# My brother's first trail ride :P (and ride)



## Zab (Oct 4, 2008)

My brother's visiting from Stockholm, and well.. of course I have to show the city boy our horses and take him with me on a ride  
about 3,5 hours isn't bad for a first ride, is it? He'll be sore tomorrow..hehehe

He did really good tho  At first, after trotting some, he wasn't so sur he'd dare to canter.. but just minutes after that he started teasing me, in his tough, older brother style, if my horse (a standie) wasnt supposed to be the faster one (he's riding dads draft) and of course I can't take that from him, and with a nice canter path in front of us, I took off  He didn't really have much choice than to follow..:twisted:
I've noticed that most new people are only nervous untill they've cntered tho.. after that they know that it won't get worse than trot x) Sure enough, he really liked the canter and wanted to do it again...
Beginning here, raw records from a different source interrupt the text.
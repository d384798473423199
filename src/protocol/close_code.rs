//! Close status codes.
//!
//! Codes arrive from the remote peer, so parsing is lenient: any integer
//! outside the known set becomes [`CloseCode::Undefined`].

// ============================================================================
// Imports
// ============================================================================

use std::fmt;

use serde::{Deserialize, Serialize};

use crate::error::{Error, ErrorKind, Result};

// ============================================================================
// Constants
// ============================================================================

/// Longest close reason, in UTF-8 bytes, that fits a close frame.
///
/// Control frame payloads are capped at 125 bytes, two of which hold the code.
pub const MAX_CLOSE_REASON_BYTES: usize = 123;

// ============================================================================
// CloseCode
// ============================================================================

/// WebSocket close status code.
#[derive(Debug, Clone, Copy, Default, PartialEq, Eq, Hash, Serialize, Deserialize)]
#[repr(u16)]
pub enum CloseCode {
    /// Sentinel for "no code parsed yet". Never reported as a close cause.
    NotSet = 0,
    /// Normal closure.
    #[default]
    Normal = 1000,
    /// Endpoint going away.
    Away = 1001,
    /// Protocol error.
    ProtocolError = 1002,
    /// Received data of an unacceptable type.
    UnsupportedData = 1003,
    /// Reserved code, also used for every unrecognized value.
    Undefined = 1004,
    /// No status code was present.
    NoStatus = 1005,
    /// Connection dropped without a close frame.
    Abnormal = 1006,
    /// Message data inconsistent with its type.
    InvalidData = 1007,
    /// Message violates endpoint policy.
    PolicyViolation = 1008,
    /// Message too big to process.
    TooBig = 1009,
    /// Client expected an extension the server did not negotiate.
    MandatoryExtension = 1010,
    /// Server hit an unexpected condition.
    ServerError = 1011,
    /// TLS handshake failed.
    TlsHandshakeFailure = 1015,
}

impl CloseCode {
    /// Parses an integer close code.
    ///
    /// Total: the sentinel `0`, negative values and anything outside the
    /// known set parse to [`CloseCode::Undefined`].
    #[must_use]
    pub const fn from_code(code: i32) -> Self {
        match code {
            1000 => Self::Normal,
            1001 => Self::Away,
            1002 => Self::ProtocolError,
            1003 => Self::UnsupportedData,
            1005 => Self::NoStatus,
            1006 => Self::Abnormal,
            1007 => Self::InvalidData,
            1008 => Self::PolicyViolation,
            1009 => Self::TooBig,
            1010 => Self::MandatoryExtension,
            1011 => Self::ServerError,
            1015 => Self::TlsHandshakeFailure,
            _ => Self::Undefined,
        }
    }

    /// Returns the numeric code.
    #[inline]
    #[must_use]
    pub const fn code(self) -> u16 {
        self as u16
    }

    /// Returns `true` if an endpoint may put this code in a close frame.
    ///
    /// Reserved codes only describe locally observed conditions.
    #[must_use]
    pub const fn is_sendable(self) -> bool {
        !matches!(
            self,
            Self::NotSet
                | Self::Undefined
                | Self::NoStatus
                | Self::Abnormal
                | Self::TlsHandshakeFailure
        )
    }

    /// Validates arguments for an outgoing close.
    ///
    /// # Errors
    ///
    /// [`ErrorKind::InvalidCloseArgument`] if the code is reserved or the
    /// reason exceeds [`MAX_CLOSE_REASON_BYTES`].
    pub fn validate_close(self, reason: Option<&str>) -> Result<()> {
        let reason_len = reason.map_or(0, str::len);
        if !self.is_sendable() || reason_len > MAX_CLOSE_REASON_BYTES {
            return Err(Error::from_kind(ErrorKind::InvalidCloseArgument));
        }
        Ok(())
    }
}

impl From<i32> for CloseCode {
    fn from(code: i32) -> Self {
        Self::from_code(code)
    }
}

impl From<u16> for CloseCode {
    fn from(code: u16) -> Self {
        Self::from_code(i32::from(code))
    }
}

impl From<CloseCode> for u16 {
    fn from(code: CloseCode) -> Self {
        code.code()
    }
}

impl fmt::Display for CloseCode {
    fn fmt(&self, f: &mut fmt::Formatter<'_>) -> fmt::Result {
        write!(f, "{:?} ({})", self, self.code())
    }
}

// ============================================================================
// Tests
// ============================================================================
We rode up on the ridge, had a picnic with the horses tied, let them drink from a stream and then rode back again.  It was really nice and I think I succeeded in giving him a real experience to look back to 

About half of the photos were lost when I transferred them to the comp, including a really neat one onme and Crow *sigh* I don't have much pictures of us on the trail since I always ride alone. :/ But here's a few, taken with the cellphone  It's of my Brother, Zakarias, and dads horse Dacke 

I lovr Crow to death, but I must admit it's nice to also have a horse that just anyone can ride, even if they've never been riding before (except once in a paddock and on these ''ride a pony'' things for young kids..where tyhey lead some poor pony around..).


----------



## themacpack (Jul 16, 2009)

Sounds (and looks) like a lovely day.


----------



## sandy2u1 (May 7, 2008)

I'm glad you managed to get your brother out on a trail with you. I'm sure he will never forget it. Be sure and print him some pics to take back with him


----------



## Zab (Oct 4, 2008)

It was great 

I would, but I have no printer 
He'll get them on his usb-merory stick tho


----------